Время холодов, распада, смерти.
Все думают о ней. Начальники и подчиненные, кормильцы и нахлебники, ничтожества и совершенства. Все думают — здоровые, больные. Грустные, веселые. Толстые, худые. Вопрос: как думают? Не страшно умереть, когда ты никому не нужен, и наоборот.
Все можно понять и простить, кроме смерти.
Хотя он и стоял у окна с закрытыми глазами, веки пропускали красный свет: не такой интенсивный, как летом, с зелеными пятнами и синим натеком, не такой животворно- горячий, как на прибрежном каменистом солнцепеке, когда лицо запрокинуто и ты стоишь под полуденным зноем, как виртуоз-скрипач с закрытыми глазами.
Климов не раз замечал, что скрипачи часто играют, смежив веки. Так плотно, что порой ресниц не видно. Словно им хватает внутреннего света.
Он оперся костяшками пальцев о подоконник и грустно усмехнулся: в детстве он мечтал играть на скрипке и пропадал в отделе музыкальных инструментов самого большого магазина. Жаль, что слуха у него не оказалось. Сосед, игравший на виолончели и в очередной раз переживавший «творческие муки», согласился проэкзаменовать Климова.
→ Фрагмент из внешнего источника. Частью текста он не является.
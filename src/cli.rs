use clap::Parser;
use std::path::PathBuf;

use crate::writer::ExpiryPolicy;

/// Flags left unset fall back to the config file, then to built-in defaults.
#[derive(Parser, Debug, Default)]
#[command(name = "bunker")]
#[command(about = "Receive log records from a forwarder and append them to templated JSON files")]
pub struct Cli {
    /// Path to where incoming records should be written to
    #[arg(long)]
    pub target: Option<PathBuf>,

    /// Filename pattern to group records into files
    #[arg(long)]
    pub pattern: Option<String>,

    /// Address and port to listen on
    #[arg(long)]
    pub listen: Option<String>,

    /// Increase logging verbosity
    #[arg(short, long)]
    pub verbose: bool,

    /// Number of queued records before producers have to wait
    #[arg(long)]
    pub queue_size: Option<usize>,

    /// Seconds a file stays open before it becomes eligible for closing
    #[arg(long, value_name = "SECONDS")]
    pub writer_ttl: Option<u64>,

    /// Seconds between scans for expired files
    #[arg(long, value_name = "SECONDS")]
    pub gc_interval: Option<u64>,

    /// Whether writes push back a file's expiry
    #[arg(long, value_enum)]
    pub writer_expiry: Option<ExpiryPolicy>,

    /// Annotation that excludes a pod's records when set to "ignore"
    #[arg(long)]
    pub filter_annotation: Option<String>,

    /// Request header carrying the forwarder's tag
    #[arg(long)]
    pub tag_header: Option<String>,

    /// Largest accepted ingest body in bytes, 0 for no limit
    #[arg(long, value_name = "BYTES")]
    pub max_body_size: Option<usize>,

    /// Seconds to wait for in-flight requests on shutdown
    #[arg(long, value_name = "SECONDS")]
    pub shutdown_timeout: Option<u64>,

    /// YAML configuration file
    #[arg(short, long)]
    pub config: Option<PathBuf>,
}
Вынув из кармана черную, забитую перхотью расческу, он продул ее на свет, двумя изящными движениями выдернул застрявшую в ней волосину, вытер пальцы о висевшую на кухне занавеску и постучал расческой по расшатанному табурету.
Климов повторить его ритмическую пьесу не сумел.
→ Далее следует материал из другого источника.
//! Configuration for the webhook dispatcher

use crate::{Result, RetryPolicy, WebhookError};
use serde::Deserialize;
use std::time::Duration;

/// Prefix of the environment variables read by [`DispatcherConfig::from_env`]
pub const ENV_PREFIX: &str = "DEPOT_WEBHOOKS";

/// Default number of worker tasks
pub const DEFAULT_WORKERS: usize = 2;
/// Default queue capacity
pub const DEFAULT_QUEUE_CAPACITY: usize = 100;
/// Default per-request timeout
pub const DEFAULT_HTTP_TIMEOUT: Duration = Duration::from_secs(10);
/// Default number of retries after the first attempt
pub const DEFAULT_MAX_RETRIES: u32 = 5;
/// Default delay before the first retry
pub const DEFAULT_INITIAL_BACKOFF: Duration = Duration::from_millis(500);
/// Default backoff cap
pub const DEFAULT_MAX_BACKOFF: Duration = Duration::from_secs(10);

/// Configuration for the webhook dispatcher.
///
/// Zero values mean "unset". [`DispatcherConfig::normalized`] fills them in
/// once, when the dispatcher is built; nothing downstream re-checks defaults.
#[derive(Debug, Clone, PartialEq, Eq)]
pub struct DispatcherConfig {
    /// Number of worker tasks
    pub workers: usize,

    /// Capacity of the event queue
    pub queue_capacity: usize,

    /// Timeout of a single delivery attempt
    pub http_timeout: Duration,

    /// Retries after the first attempt; `None` means the default
    pub max_retries: Option<u32>,

    /// Delay before the first retry
    pub initial_backoff: Duration,

    /// Upper bound for the retry delay
    pub max_backoff: Duration,

    /// User-Agent header for outgoing requests
    pub user_agent: String,
}

impl Default for DispatcherConfig {
    fn default() -> Self {
        Self {
            workers: DEFAULT_WORKERS,
            queue_capacity: DEFAULT_QUEUE_CAPACITY,
            http_timeout: DEFAULT_HTTP_TIMEOUT,
            max_retries: Some(DEFAULT_MAX_RETRIES),
            initial_backoff: DEFAULT_INITIAL_BACKOFF,
            max_backoff: DEFAULT_MAX_BACKOFF,
            user_agent: default_user_agent(),
        }
    }
}

impl DispatcherConfig {
    /// Create a new configuration with defaults
    pub fn new() -> Self {
        Self::default()
    }

    /// Create a builder for custom configuration
    pub fn builder() -> DispatcherConfigBuilder {
        DispatcherConfigBuilder::new()
    }

    /// Fill every unset value with its default
    pub fn normalized(mut self) -> Self {
        if self.workers == 0 {
            self.workers = DEFAULT_WORKERS;
        }
        if self.queue_capacity == 0 {
            self.queue_capacity = DEFAULT_QUEUE_CAPACITY;
        }
        if self.http_timeout.is_zero() {
            self.http_timeout = DEFAULT_HTTP_TIMEOUT;
        }
        if self.max_retries.is_none() {
            self.max_retries = Some(DEFAULT_MAX_RETRIES);
        }
        if self.initial_backoff.is_zero() {
            self.initial_backoff = DEFAULT_INITIAL_BACKOFF;
        }
        if self.max_backoff.is_zero() {
            self.max_backoff = DEFAULT_MAX_BACKOFF;
        }
        if self.max_backoff < self.initial_backoff {
            self.max_backoff = self.initial_backoff;
        }
        if self.user_agent.trim().is_empty() {
            self.user_agent = default_user_agent();
        }
        self
    }

    /// Retry policy described by this configuration
    pub fn retry_policy(&self) -> RetryPolicy {
        RetryPolicy {
            max_retries: self.max_retries.unwrap_or(DEFAULT_MAX_RETRIES),
            initial_backoff: self.initial_backoff,
            max_backoff: self.max_backoff,
        }
    }

    /// Load from `DEPOT_WEBHOOKS_*` environment variables
    pub fn from_env() -> Result<Self> {
        Self::from_lookup(|key| std::env::var(format!("{}_{}", ENV_PREFIX, key)).ok())
    }

    /// Load from a TOML document, either flat or under a `[webhooks]` table
    pub fn from_toml_str(content: &str) -> Result<Self> {
        let mut table: toml::Table = toml::from_str(content)?;
        let section = match table.remove("webhooks") {
            Some(toml::Value::Table(nested)) => nested,
            Some(_) => {
                return Err(WebhookError::ConfigError(
                    "`webhooks` must be a table".to_string(),
                ));
            }
            None => table,
        };
        let settings: Settings = toml::Value::Table(section).try_into()?;
        Ok(settings.into_config())
    }

    /// Load from a TOML file
    pub fn from_toml_file(path: impl AsRef<std::path::Path>) -> Result<Self> {
        let path = path.as_ref();
        let content = std::fs::read_to_string(path).map_err(|e| {
            WebhookError::ConfigError(format!("Failed to read {}: {}", path.display(), e))
        })?;
        Self::from_toml_str(&content)
    }

    /// Load from an arbitrary key lookup (keys are upper case, unprefixed)
    fn from_lookup<F>(lookup: F) -> Result<Self>
    where
        F: Fn(&str) -> Option<String>,
    {
        let settings = Settings {
            workers: parse_var(&lookup, "WORKERS")?,
            queue_capacity: parse_var(&lookup, "QUEUE_CAPACITY")?,
            http_timeout_ms: parse_var(&lookup, "HTTP_TIMEOUT_MS")?,
            max_retries: parse_var(&lookup, "MAX_RETRIES")?,
            initial_backoff_ms: parse_var(&lookup, "INITIAL_BACKOFF_MS")?,
            max_backoff_ms: parse_var(&lookup, "MAX_BACKOFF_MS")?,
            user_agent: lookup("USER_AGENT"),
        };
        Ok(settings.into_config())
    }
}

fn default_user_agent() -> String {
    format!("Depot-Webhooks/{}", env!("CARGO_PKG_VERSION"))
}

fn parse_var<T, F>(lookup: &F, key: &str) -> Result<Option<T>>
where
    T: std::str::FromStr,
    T::Err: std::fmt::Display,
    F: Fn(&str) -> Option<String>,
{
    match lookup(key) {
        None => Ok(None),
        Some(raw) if raw.trim().is_empty() => Ok(None),
        Some(raw) => raw.trim().parse::<T>().map(Some).map_err(|e| {
            WebhookError::ConfigError(format!("{}_{}: {}", ENV_PREFIX, key, e))
        }),
    }
}

/// Settings as they appear in files and the environment
#[derive(Debug, Default, Deserialize)]
#[serde(deny_unknown_fields)]
struct Settings {
    workers: Option<usize>,
    queue_capacity: Option<usize>,
    http_timeout_ms: Option<u64>,
    max_retries: Option<u32>,
    initial_backoff_ms: Option<u64>,
    max_backoff_ms: Option<u64>,
    user_agent: Option<String>,
}

impl Settings {
    fn into_config(self) -> DispatcherConfig {
        let millis = |ms: Option<u64>| ms.map(Duration::from_millis).unwrap_or(Duration::ZERO);

        DispatcherConfig {
            workers: self.workers.unwrap_or(0),
            queue_capacity: self.queue_capacity.unwrap_or(0),
            http_timeout: millis(self.http_timeout_ms),
            max_retries: self.max_retries,
            initial_backoff: millis(self.initial_backoff_ms),
            max_backoff: millis(self.max_backoff_ms),
            user_agent: self.user_agent.unwrap_or_default(),
        }
        .normalized()
    }
}

/// Builder for DispatcherConfig
#[derive(Debug, Clone, Default)]
pub struct DispatcherConfigBuilder {
    config: DispatcherConfig,
}

impl DispatcherConfigBuilder {
    /// Create a new builder with default settings
    pub fn new() -> Self {
        Self {
            config: DispatcherConfig::default(),
        }
    }

    /// Set the number of workers
    pub fn workers(mut self, workers: usize) -> Self {
        self.config.workers = workers;
        self
    }

    /// Set the queue capacity
    pub fn queue_capacity(mut self, capacity: usize) -> Self {
        self.config.queue_capacity = capacity;
        self
    }

    /// Set the per-attempt timeout
    pub fn http_timeout(mut self, timeout: Duration) -> Self {
        self.config.http_timeout = timeout;
        self
    }

    /// Set the number of retries after the first attempt
    pub fn max_retries(mut self, retries: u32) -> Self {
        self.config.max_retries = Some(retries);
        self
    }

    /// Disable retries
    pub fn no_retries(mut self) -> Self {
        self.config.max_retries = Some(0);
        self
    }

    /// Set the first retry delay
    pub fn initial_backoff(mut self, backoff: Duration) -> Self {
        self.config.initial_backoff = backoff;
        self
    }

    /// Set the retry delay cap
    pub fn max_backoff(mut self, backoff: Duration) -> Self {
        self.config.max_backoff = backoff;
        self
    }

    /// Set the User-Agent header
    pub fn user_agent(mut self, user_agent: impl Into<String>) -> Self {
        self.config.user_agent = user_agent.into();
        self
    }

    /// Build the configuration
    pub fn build(self) -> DispatcherConfig {
        self.config.normalized()
    }
}

#[cfg(test)]
mod tests {
    use super::*;
    use std::collections::HashMap;

    fn lookup(vars: &[(&str, &str)]) -> impl Fn(&str) -> Option<String> {
        let vars: HashMap<String, String> = vars
            .iter()
            .map(|(k, v)| (k.to_string(), v.to_string()))
            .collect();
        move |key| vars.get(key).cloned()
    }

    #[test]
    fn test_default_config() {
        let config = DispatcherConfig::default();
        assert_eq!(config.workers, 2);
        assert_eq!(config.queue_capacity, 100);
        assert_eq!(config.http_timeout, Duration::from_secs(10));
        assert_eq!(config.max_retries, Some(5));
        assert_eq!(config.initial_backoff, Duration::from_millis(500));
        assert_eq!(config.max_backoff, Duration::from_secs(10));
        assert!(config.user_agent.starts_with("Depot-Webhooks/"));
    }

    #[test]
    fn test_normalize_zero_values() {
        let config = DispatcherConfig {
            workers: 0,
            queue_capacity: 0,
            http_timeout: Duration::ZERO,
            max_retries: None,
            initial_backoff: Duration::ZERO,
            max_backoff: Duration::ZERO,
            user_agent: String::new(),
        }
        .normalized();

        assert_eq!(config, DispatcherConfig::default());
    }

    #[test]
    fn test_zero_retries_is_kept() {
        let config = DispatcherConfig::builder().no_retries().build();
        assert_eq!(config.max_retries, Some(0));
        assert_eq!(config.retry_policy().max_attempts(), 1);
    }

    #[test]
    fn test_max_backoff_raised_to_initial() {
        let config = DispatcherConfig::builder()
            .initial_backoff(Duration::from_secs(2))
            .max_backoff(Duration::from_secs(1))
            .build();
        assert_eq!(config.max_backoff, Duration::from_secs(2));
    }

    #[test]
    fn test_builder() {
        let config = DispatcherConfig::builder()
            .workers(4)
            .queue_capacity(10)
            .http_timeout(Duration::from_secs(3))
            .max_retries(3)
            .initial_backoff(Duration::from_millis(100))
            .max_backoff(Duration::from_millis(400))
            .build();

        assert_eq!(config.workers, 4);
        assert_eq!(config.queue_capacity, 10);
        let policy = config.retry_policy();
        assert_eq!(policy.max_attempts(), 4);
        assert_eq!(policy.initial_backoff, Duration::from_millis(100));
    }

    #[test]
    fn test_from_lookup() {
        let config = DispatcherConfig::from_lookup(lookup(&[
            ("WORKERS", "8"),
            ("HTTP_TIMEOUT_MS", "2500"),
            ("MAX_RETRIES", "0"),
            ("USER_AGENT", "custom/1.0"),
        ]))
        .unwrap();

        assert_eq!(config.workers, 8);
        assert_eq!(config.http_timeout, Duration::from_millis(2500));
        assert_eq!(config.max_retries, Some(0));
        assert_eq!(config.queue_capacity, 100);
        assert_eq!(config.user_agent, "custom/1.0");
    }

    #[test]
    fn test_from_lookup_invalid_number() {
        let result = DispatcherConfig::from_lookup(lookup(&[("WORKERS", "many")]));
        match result {
            Err(WebhookError::ConfigError(message)) => {
                assert!(message.contains("DEPOT_WEBHOOKS_WORKERS"))
            }
            other => panic!("expected config error, got {:?}", other),
        }
    }

    #[test]
    fn test_from_toml_nested() {
        let config = DispatcherConfig::from_toml_str(
            r#"
            [webhooks]
            workers = 3
            max_retries = 2
            initial_backoff_ms = 100
            max_backoff_ms = 400
            "#,
        )
        .unwrap();

        assert_eq!(config.workers, 3);
        assert_eq!(config.max_retries, Some(2));
        assert_eq!(config.max_backoff, Duration::from_millis(400));
        assert_eq!(config.http_timeout, Duration::from_secs(10));
    }

    #[test]
    fn test_from_toml_flat() {
        let config = DispatcherConfig::from_toml_str("queue_capacity = 5\n").unwrap();
        assert_eq!(config.queue_capacity, 5);
        assert_eq!(config.workers, 2);
    }

    #[test]
    fn test_from_toml_unknown_key() {
        let result = DispatcherConfig::from_toml_str("[webhooks]\nworkerz = 3\n");
        assert!(matches!(result, Err(WebhookError::ConfigError(_))));
    }

    #[test]
    fn test_from_toml_invalid() {
        let result = DispatcherConfig::from_toml_str("workers = \"two\"");
        assert!(matches!(result, Err(WebhookError::ConfigError(_))));
    }
}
Виолончелист поковырял спичкой в ухе, вздохнул — и баба Фрося, тайно подыскавшая экзаменатора, сунула ему трояк.
А скрипка… осталась висеть в магазине.
Если слуха нет, то его нет.
Но опыт, двадцатилетний опыт работы в угрозыске у него был.
Климов выдохнул и резко обернулся: в каморку паспортистки заглядывал Сережа. Санитар. Из отделения для буйных.
— Здравствуй, лапонька.
— Сережка!
Целования, объятия и шепот:
— Дверь закрой…
У Климова надсадно-трудно застучало сердце. Все это ему уже не нравилось. Хотя… чего только на свете не бывает! Но ладонь свою он кулаком все же пристукнул. Как Шрамко.
Глава седьмая
Слакогуз его не узнавал. Не замечал. В упор не видел.
Даже сесть не предложил, лишь мельком глянул, почесал себя за ухом, дескать, выставить тебя из кабинета я всегда успею, но постой, постой, нахал несчастный, попереминайся с ноги на ногу, потри половичок у входа в кабинет, раскинь умишком, кто есть кто, достойно ли врываться в чужой дом и требовать «подать сюда хозяина!», когда тот занят делом? Теперь любой суется контролировать работников милиции, и создаются дополнительные трудности. А спрашивается, для чего? Все обо всем имеет право знать один какой-то человек, от силы два, но уж ни в коем случае не больше. Если один пострадал, а другой может помочь, зачем им третий? Третий всегда лишний. Как в деле нарушения закона, так и в деле охраны порядка существует некая презумпция… Где нет тайны, там нет интереса, нет инициативы, а где нет последней, там замирает жизнь.
Климов протирать половичок не собирался. Но и унижать себя нахальством — занимать свободный стул без приглашения, к чему он не привык: обычай — деспот! — не желал.